OPERA – La création du Wozzeck d’Alban Berg au Festival d’Aix-en-Provence au sein du Grand Théâtre de Provence, initialement prévue en 2020 et reportée du fait du covid, vient comme tétaniser le public présent. Une réussite complète tant au plan musical que scénique.
La troisième production de Simon McBurney présentée au Festival d’Aix-en-Provence après La Flûte Enchantée de Mozart en 2014 et The Rake’s Progress de Stravinsky en 2017, confirme ô combien les forces de proposition toujours pertinentes que le metteur en scène britannique parvient à mettre en œuvre. Très soucieux de la structure de l’ouvrage en elle-même et de la préservation de son caractère mortifère, inexorable, il n’a de cesse de conjuguer son approche scénique à l’expressivité musicale la plus forte. Il forme ainsi avec le directeur musical Sir Simon Rattle un couple affirmé qui plaide pour cette osmose parfaite qui devrait constituer la ligne d’horizon absolue pour la réalisation de tous les spectacles d’opéra.
Wozzeck, ou le cercle vicieux
Simon McBurney place le personnage de Wozzeck au centre du drame, par une présence constante en scène- comme acteur du drame en lui-même ou en observateur torturé-,. Une scénographie puissante et implacable, signée par Miriam Buether, et influencée par les horreurs de la première guerre mondiale qui ont traumatisées Wozzeck, participe de cette même approche implacable.
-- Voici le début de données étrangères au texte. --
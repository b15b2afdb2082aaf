//! Persistence layer: the shared memory store for document provenance.

pub mod ids;
pub mod libsql_backend;
pub mod memory;
pub mod memory_backend;
pub mod migrations;
pub mod record;
pub mod traits;

pub use ids::{generate_doc_id, generate_thread_id};
pub use libsql_backend::LibSqlBackend;
pub use memory::{MemoryStore, RecordIds};
pub use memory_backend::InMemoryBackend;
pub use record::{DocumentRecord, MemoryEntry};
pub use traits::MemoryBackend;
//! Document routing pipeline.
//!
//! Every document flows through:
//! 1. `ContentLoader::load()`: file path to canonical content
//! 2. `IntentClassifier::classify()`: LLM intent and urgency
//! 3. `MemoryStore::log()`: mint the record and thread IDs
//! 4. Format agent: email to CRM payload, JSON to target schema
//!
//! The agents write to the record the router created and never mint IDs.

pub mod email_agent;
pub mod json_agent;
pub mod router;
pub mod types;

pub use email_agent::EmailAgent;
pub use json_agent::JsonAgent;
pub use router::Router;
pub use types::{
    Classification, Intent, IntentClassifier, PipelineOutcome, StructuredExtractor, Urgency,
};
//! Backend trait for the memory store.
//!
//! A backend is a plain key-value service: a field map per record key and
//! an ordered list per thread key. Merge and ID semantics live in
//! [`MemoryStore`](super::MemoryStore), so every backend behaves the same.

use std::collections::BTreeMap;

use async_trait::async_trait;

use crate::error::DatabaseError;

#[async_trait]
pub trait MemoryBackend: Send + Sync {
    /// Write (insert or overwrite) a single field on a record.
    async fn set_field(&self, key: &str, field: &str, value: &str) -> Result<(), DatabaseError>;

    /// Read every field stored under a record key. Empty if the key is unknown.
    async fn get_fields(&self, key: &str) -> Result<BTreeMap<String, String>, DatabaseError>;

    /// Every record key that has at least one field, sorted.
    async fn record_keys(&self) -> Result<Vec<String>, DatabaseError>;

    /// Append a record key to the end of a thread sequence.
    async fn push_thread(&self, thread_key: &str, doc_key: &str) -> Result<(), DatabaseError>;

    /// Record keys of a thread, in arrival order.
    async fn thread_members(&self, thread_key: &str) -> Result<Vec<String>, DatabaseError>;

    /// The thread key a record was appended to, if any.
    async fn find_thread(&self, doc_key: &str) -> Result<Option<String>, DatabaseError>;
}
Un disque tournant en milieu de scène, qui s’accélère selon les scènes, enferme les personnages dans une sorte de huis-clos permanent qui se trouve encore accentué par les sombres parois qui viennent clore l’espace. Wozzeck à plusieurs reprises reste comme figé sur ce disque, marchant sur place et sans but, englué dans cette désespérance qui le submerge.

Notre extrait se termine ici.